== How to complete this task ==
Anywhere the string "location" shows up in the listing below, copy the line it is in.

== Material for this exercise ==
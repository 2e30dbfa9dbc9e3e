// src/config.rs

use crate::error::{Result, VibError};
use crate::io::load_attribute_table;
use crate::model::AttributeTable;
use crate::physics::scene::ModeSelection;
use directories::ProjectDirs;
use log::{info, warn};
use serde::{Deserialize, Serialize};
use std::fs::{self, File};
use std::io::{BufReader, BufWriter, Write};
use std::path::{Path, PathBuf};

// --- Enums ---

/// What to do when a sanity check (cell volume, radius sign, colour range) fails
#[derive(Debug, Clone, Copy, PartialEq, Eq, Default, Serialize, Deserialize)]
pub enum ValidationPolicy {
  #[default]
  Off,
  Warn,
  Strict,
}

impl ValidationPolicy {
  /// Logs `problem` under `Warn`, returns it under `Strict`, ignores it under `Off`
  pub fn report(self, problem: VibError) -> Result<()> {
    match self {
      ValidationPolicy::Off => Ok(()),
      ValidationPolicy::Warn => {
        warn!("{}", problem);
        Ok(())
      }
      ValidationPolicy::Strict => Err(problem),
    }
  }
}

// --- Main Config Struct ---

#[derive(Serialize, Deserialize, Debug, Clone, Default)]
pub struct Config {
  #[serde(default)]
  pub selection: ModeSelection,

  /// JSON attribute table whose values clobber the built-in defaults
  #[serde(default)]
  pub user_table: Option<PathBuf>,

  /// Highest-priority attribute entries
  #[serde(default)]
  pub overrides: AttributeTable,

  #[serde(default)]
  pub lattice_validation: ValidationPolicy,

  #[serde(default)]
  pub attribute_validation: ValidationPolicy,
}

impl Config {
  /// Loads config from standard OS location (e.g., ~/.config/phononview/settings.json)
  pub fn load() -> (Self, String) {
    let path = Self::get_path();
    let (cfg, msg) = if path.exists() {
      match Self::from_file(&path) {
        Ok(cfg) => (cfg, format!("Config loaded from {:?}", path)),
        Err(e) => (Self::default(), format!("Error reading config: {}", e)),
      }
    } else {
      (Self::default(), "No config found. Using defaults.".to_string())
    };
    info!("{}", msg);
    (cfg, msg)
  }

  /// Saves config to standard OS location
  pub fn save(&self) -> String {
    let path = Self::get_path();
    let msg = match self.to_file(&path) {
      Ok(()) => format!("Config saved to {:?}", path),
      Err(e) => format!("Failed to save config: {}", e),
    };
    info!("{}", msg);
    msg
  }

  pub fn from_file(path: &Path) -> Result<Self> {
    let reader = BufReader::new(File::open(path)?);
    Ok(serde_json::from_reader(reader)?)
  }

  pub fn to_file(&self, path: &Path) -> Result<()> {
    if let Some(parent) = path.parent() {
      fs::create_dir_all(parent)?;
    }
    let mut writer = BufWriter::new(File::create(path)?);
    serde_json::to_writer_pretty(&mut writer, self)?;
    writer.flush()?;
    Ok(())
  }

  /// Reads the configured user table, if any, and applies the attribute policy
  /// to it and to the overrides.
  pub fn load_user_table(&self) -> Result<Option<AttributeTable>> {
    self.overrides.validate(self.attribute_validation)?;
    match &self.user_table {
      Some(path) => {
        let table = load_attribute_table(path)?;
        table.validate(self.attribute_validation)?;
        Ok(Some(table))
      }
      None => Ok(None),
    }
  }

  fn get_path() -> PathBuf {
    if let Some(proj) = ProjectDirs::from("org", "phononview", "phononview") {
      proj.config_dir().join("settings.json")
    } else {
      PathBuf::from("settings.json")
    }
  }
}
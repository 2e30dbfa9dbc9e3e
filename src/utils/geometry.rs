// src/utils/geometry.rs

pub type Point3 = [f64; 3];

pub fn add(a: Point3, b: Point3) -> Point3 {
  [a[0] + b[0], a[1] + b[1], a[2] + b[2]]
}

pub fn sub(a: Point3, b: Point3) -> Point3 {
  [a[0] - b[0], a[1] - b[1], a[2] - b[2]]
}

pub fn scale(v: Point3, s: f64) -> Point3 {
  [v[0] * s, v[1] * s, v[2] * s]
}

pub fn dot(a: Point3, b: Point3) -> f64 {
  a[0] * b[0] + a[1] * b[1] + a[2] * b[2]
}

pub fn cross(a: Point3, b: Point3) -> Point3 {
  [
    a[1] * b[2] - a[2] * b[1],
    a[2] * b[0] - a[0] * b[2],
    a[0] * b[1] - a[1] * b[0],
  ]
}

pub fn len(a: Point3) -> f64 {
  dot(a, a).sqrt()
}

/// Distance between two points (Angstroms)
pub fn calculate_distance(p1: Point3, p2: Point3) -> f64 {
  len(sub(p1, p2))
}

#[cfg(test)]
mod tests {
  use super::*;

  #[test]
  fn test_cross_is_orthogonal() {
    let a = [1.0, 2.0, 3.0];
    let b = [-2.0, 0.5, 4.0];
    let c = cross(a, b);
    assert!(dot(a, c).abs() < 1e-12);
    assert!(dot(b, c).abs() < 1e-12);
  }

  #[test]
  fn test_distance() {
    let d = calculate_distance([1.0, 1.0, 1.0], [4.0, 5.0, 1.0]);
    assert!((d - 5.0).abs() < 1e-12);
  }
}
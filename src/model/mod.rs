//src/model/mod.rs
pub mod attributes;
pub mod elements;
pub mod structure;

// Re-exports for cleaner imports
pub use attributes::{
  placeholder_color, resolve, AtomAttributes, AttributeTable, ResolvedAttributes, Rgb,
};
pub use elements::defaults_table;
pub use structure::{AtomSite, Coordinates, Structure, VibrationalMode};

== Reply ==
  /// Loads config from standard OS location (e.g., ~/.config/phononview/settings.json)
  /// Saves config to standard OS location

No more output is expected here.